▸ **Task item**:
Return each line of the entries that holds the string "crate".

**** Data in this exercise ****

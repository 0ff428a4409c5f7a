//! UI error types

use thiserror::Error;

/// Errors that can occur in UI operations
#[derive(Debug, Error)]
pub enum UiError {
    /// IO error during UI operations (terminal setup, event polling)
    #[error("IO error: {0}")]
    IoError(#[from] std::io::Error),

    /// The host could not reveal the chosen folder
    #[error("Failed to reveal {path}: {reason}")]
    RevealError {
        /// Folder that was being revealed
        path: String,
        /// Why it failed
        reason: String,
    },

    /// The picker session rejected an operation
    #[error("Picker session error: {0}")]
    SessionError(String),
}

/// Result type for UI operations
pub type Result<T> = std::result::Result<T, UiError>;
//! Directory listing seam
//!
//! The walk never touches `std::fs` directly. It asks a [`DirectoryLister`]
//! for the immediate entries of one directory at a time, which keeps the
//! traversal testable with in-memory trees and injected read failures.

use std::fs;
use std::io;
use std::path::Path;

/// One row of a directory listing
#[derive(Debug, Clone, PartialEq, Eq)]
pub struct DirEntryInfo {
    /// Bare entry name (no path components)
    pub name: String,
    /// Whether the entry is (or resolves to) a directory
    pub is_dir: bool,
}

impl DirEntryInfo {
    /// Create a directory entry
    #[must_use]
    pub fn dir(name: impl Into<String>) -> Self {
        Self {
            name: name.into(),
            is_dir: true,
        }
    }

    /// Create a non-directory entry
    #[must_use]
    pub fn file(name: impl Into<String>) -> Self {
        Self {
            name: name.into(),
            is_dir: false,
        }
    }
}

/// Lists the immediate entries of a directory
pub trait DirectoryLister {
    /// List the entries directly inside `dir`
    ///
    /// # Errors
    ///
    /// Returns an `io::Error` if the directory cannot be read.
    fn list(&self, dir: &Path) -> io::Result<Vec<DirEntryInfo>>;
}

impl<L: DirectoryLister + ?Sized> DirectoryLister for &L {
    fn list(&self, dir: &Path) -> io::Result<Vec<DirEntryInfo>> {
        (**self).list(dir)
    }
}

/// Lister backed by the local filesystem
///
/// Entries come back sorted by name. A symlink counts as a directory when
/// its target is one; broken links are reported as plain entries.
#[derive(Debug, Clone, Copy, Default)]
pub struct LocalFs;

impl LocalFs {
    /// Create a new local filesystem lister
    #[must_use]
    pub const fn new() -> Self {
        Self
    }
}

impl DirectoryLister for LocalFs {
    fn list(&self, dir: &Path) -> io::Result<Vec<DirEntryInfo>> {
        let mut entries = Vec::new();

        for entry in fs::read_dir(dir)? {
            let entry = entry?;
            let file_type = entry.file_type()?;

            let is_dir = if file_type.is_symlink() {
                fs::metadata(entry.path()).is_ok_and(|meta| meta.is_dir())
            } else {
                file_type.is_dir()
            };

            entries.push(DirEntryInfo {
                name: entry.file_name().to_string_lossy().into_owned(),
                is_dir,
            });
        }

        entries.sort_by(|a, b| a.name.cmp(&b.name));
        Ok(entries)
    }
}
//! Item list widget for displaying ranked folders

use crate::fuzzy;
use crate::picker::PickerSession;
use crate::ui::ratatui_adapter::state::ListCursor;
use crate::ui::ratatui_adapter::theme::Theme;
use crate::ui::types::DisplayItem;
use ratatui::{
    buffer::Buffer,
    layout::Rect,
    style::Style,
    text::{Line, Span},
    widgets::{Block, Borders, List, ListItem, Widget},
};

/// Item list widget showing the session's visible folders
///
/// Each row is the folder label followed by its dimmed description, with the
/// characters the query matched highlighted in the description.
pub struct ItemList<'a> {
    session: &'a PickerSession,
    list: &'a ListCursor,
    theme: &'a Theme,
}

impl<'a> ItemList<'a> {
    /// Create a new item list widget
    #[must_use]
    pub const fn new(session: &'a PickerSession, list: &'a ListCursor, theme: &'a Theme) -> Self {
        Self {
            session,
            list,
            theme,
        }
    }

    /// Split `text` into spans, styling the characters at `positions`
    fn highlight(text: &str, positions: &[usize], base: Style, matched: Style) -> Vec<Span<'static>> {
        let mut spans = Vec::new();
        let mut run = String::new();
        let mut run_matched = false;

        for (i, c) in text.chars().enumerate() {
            let is_match = positions.binary_search(&i).is_ok();
            if is_match != run_matched && !run.is_empty() {
                let style = if run_matched { matched } else { base };
                spans.push(Span::styled(std::mem::take(&mut run), style));
            }
            run_matched = is_match;
            run.push(c);
        }
        if !run.is_empty() {
            spans.push(Span::styled(run, if run_matched { matched } else { base }));
        }

        spans
    }

    fn render_item(&self, item: &DisplayItem, is_cursor: bool) -> ListItem<'static> {
        let cursor_char = if is_cursor { ">" } else { " " };
        let label_style = if is_cursor {
            self.theme.selected
        } else {
            Style::default()
        };

        let mut spans = vec![
            Span::styled(cursor_char, self.theme.marker),
            Span::raw(" "),
            Span::styled(item.label.clone(), label_style),
            Span::raw("  "),
        ];

        let positions =
            fuzzy::matched_positions(self.session.query(), &item.description).unwrap_or_default();
        spans.extend(Self::highlight(
            &item.description,
            &positions,
            self.theme.description,
            self.theme.matched,
        ));

        let line = Line::from(spans);
        if is_cursor {
            ListItem::new(line).style(self.theme.selected)
        } else {
            ListItem::new(line)
        }
    }
}

impl Widget for ItemList<'_> {
    fn render(self, area: Rect, buf: &mut Buffer) {
        let title = format!(
            " Folders ({}/{}) ",
            self.session.visible_len(),
            self.session.total()
        );
        let block = Block::default()
            .borders(Borders::ALL)
            .border_style(self.theme.border)
            .title(title);

        let inner = block.inner(area);
        block.render(area, buf);

        if inner.height == 0 {
            return;
        }

        let start = self.list.offset;
        let end = (start + inner.height as usize).min(self.session.visible_len());

        let items: Vec<ListItem> = (start..end)
            .filter_map(|visible_idx| {
                let item = self.session.visible_item(visible_idx)?;
                Some(self.render_item(item, visible_idx == self.list.selected))
            })
            .collect();

        List::new(items).render(inner, buf);
    }
}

****

▸ **Expected answer**:
use crate::fuzzy;
use crate::picker::PickerSession;
use crate::ui::ratatui_adapter::state::ListCursor;
use crate::ui::ratatui_adapter::theme::Theme;
use crate::ui::types::DisplayItem;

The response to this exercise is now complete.